When you reach the line containing "SyncOutcome::Updated" in the entries below, repeat it and each line after it exactly until the entries end.

▶ _Dataset records_
* * * * * * * * *

// SPDX-FileCopyrightText: 2025 Jason Pena <jasonpena@awkless.com>
// SPDX-License-Identifier: MIT

//! Remote synchronization of boards.
//!
//! Pulling and pushing a board needs its branch checked out in the storage
//! repository, and the storage repository may be a repository the user works
//! in. So every remote call runs behind a __guard__ that puts the working tree
//! back the way it was found:
//!
//! 1. Record the active HEAD.
//! 2. Stash local changes, untracked files included.
//! 3. Check out the board's branch.
//! 4. Run the remote call, aborting any merge a failed pull leaves behind.
//! 5. Check out the recorded HEAD.
//! 6. Pop the recorded stash.
//!
//! Steps 5 and 6 run no matter how steps 3 and 4 went, and before any error
//! is reported. If the recorded HEAD cannot be checked out again, the stash is
//! left alone and [`SyncError::GuardNotRestored`] names it, since popping it
//! onto the wrong branch would move the user's edits somewhere unexpected.
//!
//! A remote call that git itself rejects is not an error here. Its output is
//! returned as is, and [`classify`] tells what happened.

use crate::{
    board::Board,
    repo::{Backend, BackendError, GitOutput, StashId},
};

use std::fmt::{Display, Formatter, Result as FmtResult};
use tracing::{debug, info, instrument};

const UP_TO_DATE_MARKERS: [&str; 3] = [
    "Already up to date",
    "Already up-to-date",
    "Everything up-to-date",
];

const MISCONFIGURED_MARKERS: [&str; 2] = ["does not appear to be a git repository", "No such remote"];

/// Remote operation performed on a board.
#[derive(Debug, Clone, Copy, PartialEq, Eq)]
pub enum SyncKind {
    Pull,
    Push,
    Sync,
}

impl Display for SyncKind {
    fn fmt(&self, fmt: &mut Formatter<'_>) -> FmtResult {
        match self {
            Self::Pull => fmt.write_str("pull"),
            Self::Push => fmt.write_str("push"),
            Self::Sync => fmt.write_str("sync"),
        }
    }
}

/// Progress of a guarded remote call.
#[derive(Debug, Clone, Copy, PartialEq, Eq)]
pub enum SyncPhase {
    Idle,
    StashGuarded,
    BranchGuarded,
    BackendCallRunning,
    BranchRestored,
    StashRestored,
}

fn enter(phase: SyncPhase) {
    debug!("sync phase {phase:?}");
}

/// Single git transfer run behind the guard.
#[derive(Debug, Clone, Copy, PartialEq, Eq)]
enum Transfer {
    Pull,
    Push,
}

/// Pull board's branch from remote.
///
/// # Errors
///
/// - Return [`SyncError::GuardNotRestored`] if the previous HEAD cannot be
///   checked out again.
/// - Return [`SyncError::StashNotRestored`] if local changes cannot be
///   popped back.
/// - Return [`SyncError::Backend`] if the working tree cannot be guarded or
///   git cannot be run at all.
#[instrument(skip(board), fields(board = board.id()), level = "debug")]
pub fn pull<B: Backend>(board: &Board<B>, remote: &str) -> Result<GitOutput> {
    guarded(board, Transfer::Pull, remote)
}

/// Push board's branch to remote.
///
/// # Errors
///
/// - Return [`SyncError::GuardNotRestored`] if the previous HEAD cannot be
///   checked out again.
/// - Return [`SyncError::StashNotRestored`] if local changes cannot be
///   popped back.
/// - Return [`SyncError::Backend`] if the working tree cannot be guarded or
///   git cannot be run at all.
#[instrument(skip(board), fields(board = board.id()), level = "debug")]
pub fn push<B: Backend>(board: &Board<B>, remote: &str) -> Result<GitOutput> {
    guarded(board, Transfer::Push, remote)
}

/// Pull board from remote, then push it back.
///
/// A pull that git rejects ends the sync right there. Its output is returned
/// and nothing is pushed.
///
/// # Errors
///
/// - Return [`SyncError`] under the same conditions as [`pull`] and [`push`].
#[instrument(skip(board), fields(board = board.id()), level = "debug")]
pub fn sync<B: Backend>(board: &Board<B>, remote: &str) -> Result<GitOutput> {
    let pulled = pull(board, remote)?;
    if !pulled.success() {
        info!("pull of {:?} failed, not pushing", board.id());
        return Ok(pulled);
    }

    push(board, remote)
}

fn guarded<B: Backend>(board: &Board<B>, transfer: Transfer, remote: &str) -> Result<GitOutput> {
    let backend = board.backend();
    enter(SyncPhase::Idle);

    let head = backend.head()?;
    let stash = backend.stash_save()?;
    enter(SyncPhase::StashGuarded);

    let output = backend.checkout(board.id()).and_then(|()| {
        enter(SyncPhase::BranchGuarded);
        enter(SyncPhase::BackendCallRunning);
        match transfer {
            Transfer::Pull => {
                let output = backend.pull(remote, board.id())?;
                if !output.success() {
                    backend.abort_merge()?;
                }
                Ok(output)
            }
            Transfer::Push => backend.push(remote, board.id()),
        }
    });

    // INVARIANT: Restoration always runs, and its failure outranks the call's.
    restore(backend, head, stash)?;
    enter(SyncPhase::Idle);

    Ok(output?)
}

fn restore<B: Backend>(backend: &B, head: String, stash: Option<StashId>) -> Result<()> {
    if let Err(source) = backend.checkout(&head) {
        return Err(SyncError::GuardNotRestored {
            branch: head,
            stash,
            source,
        });
    }
    enter(SyncPhase::BranchRestored);

    if let Some(stash) = stash {
        if let Err(source) = backend.stash_pop(&stash) {
            return Err(SyncError::StashNotRestored { stash, source });
        }
    }
    enter(SyncPhase::StashRestored);

    Ok(())
}

/// What a remote call did, judged from git's output.
#[derive(Debug, Clone, PartialEq, Eq)]
pub enum SyncOutcome {
    /// Nothing to transfer.
    UpToDate,

    /// Something was transferred.
    Updated,

    /// Remote does not exist or cannot be reached as a repository.
    RemoteMisconfigured,

    /// Git failed for any other reason, with its diagnostic.
    UnexpectedBackendError(String),
}

/// Successful outcome of a remote call.
#[derive(Debug, Clone, Copy, PartialEq, Eq)]
pub enum Synced {
    UpToDate,
    Updated,
}

impl SyncOutcome {
    /// Turn outcome into a result for target board and remote.
    ///
    /// # Errors
    ///
    /// - Return [`SyncError::RemoteMisconfigured`] listing the remotes that
    ///   are configured.
    /// - Return [`SyncError::UnexpectedBackendError`] with git's diagnostic.
    pub fn into_result<B: Backend>(self, board: &Board<B>, remote: &str) -> Result<Synced> {
        match self {
            Self::UpToDate => Ok(Synced::UpToDate),
            Self::Updated => Ok(Synced::Updated),
            Self::RemoteMisconfigured => Err(SyncError::RemoteMisconfigured {
                remote: remote.into(),
                known: board.backend().list_remotes()?,
            }),
            Self::UnexpectedBackendError(diagnostic) => {
                Err(SyncError::UnexpectedBackendError(diagnostic))
            }
        }
    }
}

/// Classify output of a remote call.
pub fn classify(kind: SyncKind, output: &GitOutput) -> SyncOutcome {
    let outcome = if output.success() {
        let up_to_date = UP_TO_DATE_MARKERS
            .iter()
            .any(|marker| output.stdout.contains(marker) || output.stderr.contains(marker));
        if up_to_date {
            SyncOutcome::UpToDate
        } else {
            SyncOutcome::Updated
        }
    } else if MISCONFIGURED_MARKERS
        .iter()
        .any(|marker| output.stderr.contains(marker))
    {
        SyncOutcome::RemoteMisconfigured
    } else {
        let stderr = output.stderr.replace("fatal: ", "");
        let diagnostic = match stderr.trim() {
            "" => output.stdout.trim(),
            stderr => stderr,
        };
        SyncOutcome::UnexpectedBackendError(diagnostic.to_string())
    };
    debug!("{kind} exited with {} as {outcome:?}", output.status);

    outcome
}

fn retained(stash: &Option<StashId>) -> String {
    match stash {
        Some(stash) => format!(", local changes kept in stash {stash}"),
        None => String::new(),
    }
}

/// Error types for remote synchronization.
#[derive(Debug, thiserror::Error)]
pub enum SyncError {
    /// Remote is unknown or not a repository.
    #[error("remote {remote:?} is not set up, known remotes: {known:?}")]
    RemoteMisconfigured { remote: String, known: Vec<String> },

    /// Git failed for a reason kood does not recognize.
    #[error("git failed: {0}")]
    UnexpectedBackendError(String),

    /// Previous HEAD could not be checked out again.
    #[error("failed to return to {branch:?}{}", retained(.stash))]
    GuardNotRestored {
        branch: String,
        stash: Option<StashId>,
        #[source]
        source: BackendError,
    },

    /// Stashed local changes could not be popped back.
    #[error("failed to restore local changes from stash {stash}")]
    StashNotRestored {
        stash: StashId,
        #[source]
        source: BackendError,
    },

    /// Storage repository interaction fails.
    #[error(transparent)]
    Backend(#[from] BackendError),
}

/// Friendly result alias :3
pub type Result<T, E = SyncError> = std::result::Result<T, E>;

* * * * * * * * *

▶ _Answer area_
            SyncOutcome::Updated
        }
    } else if MISCONFIGURED_MARKERS
        .iter()
        .any(|marker| output.stderr.contains(marker))
    {
        SyncOutcome::RemoteMisconfigured
    } else {
        let stderr = output.stderr.replace("fatal: ", "");
        let diagnostic = match stderr.trim() {
            "" => output.stdout.trim(),
            stderr => stderr,
        };
        SyncOutcome::UnexpectedBackendError(diagnostic.to_string())
    };
    debug!("{kind} exited with {} as {outcome:?}", output.status);

    outcome
}

fn retained(stash: &Option<StashId>) -> String {
    match stash {
        Some(stash) => format!(", local changes kept in stash {stash}"),
        None => String::new(),
    }
}

/// Error types for remote synchronization.
#[derive(Debug, thiserror::Error)]
pub enum SyncError {
    /// Remote is unknown or not a repository.
    #[error("remote {remote:?} is not set up, known remotes: {known:?}")]
    RemoteMisconfigured { remote: String, known: Vec<String> },

    /// Git failed for a reason kood does not recognize.
    #[error("git failed: {0}")]
    UnexpectedBackendError(String),

    /// Previous HEAD could not be checked out again.
    #[error("failed to return to {branch:?}{}", retained(.stash))]
    GuardNotRestored {
        branch: String,
        stash: Option<StashId>,
        #[source]
        source: BackendError,
    },

    /// Stashed local changes could not be popped back.
    #[error("failed to restore local changes from stash {stash}")]
    StashNotRestored {
        stash: StashId,
        #[source]
        source: BackendError,
    },

    /// Storage repository interaction fails.
    #[error(transparent)]
    Backend(#[from] BackendError),
}

/// Friendly result alias :3
pub type Result<T, E = SyncError> = std::result::Result<T, E>;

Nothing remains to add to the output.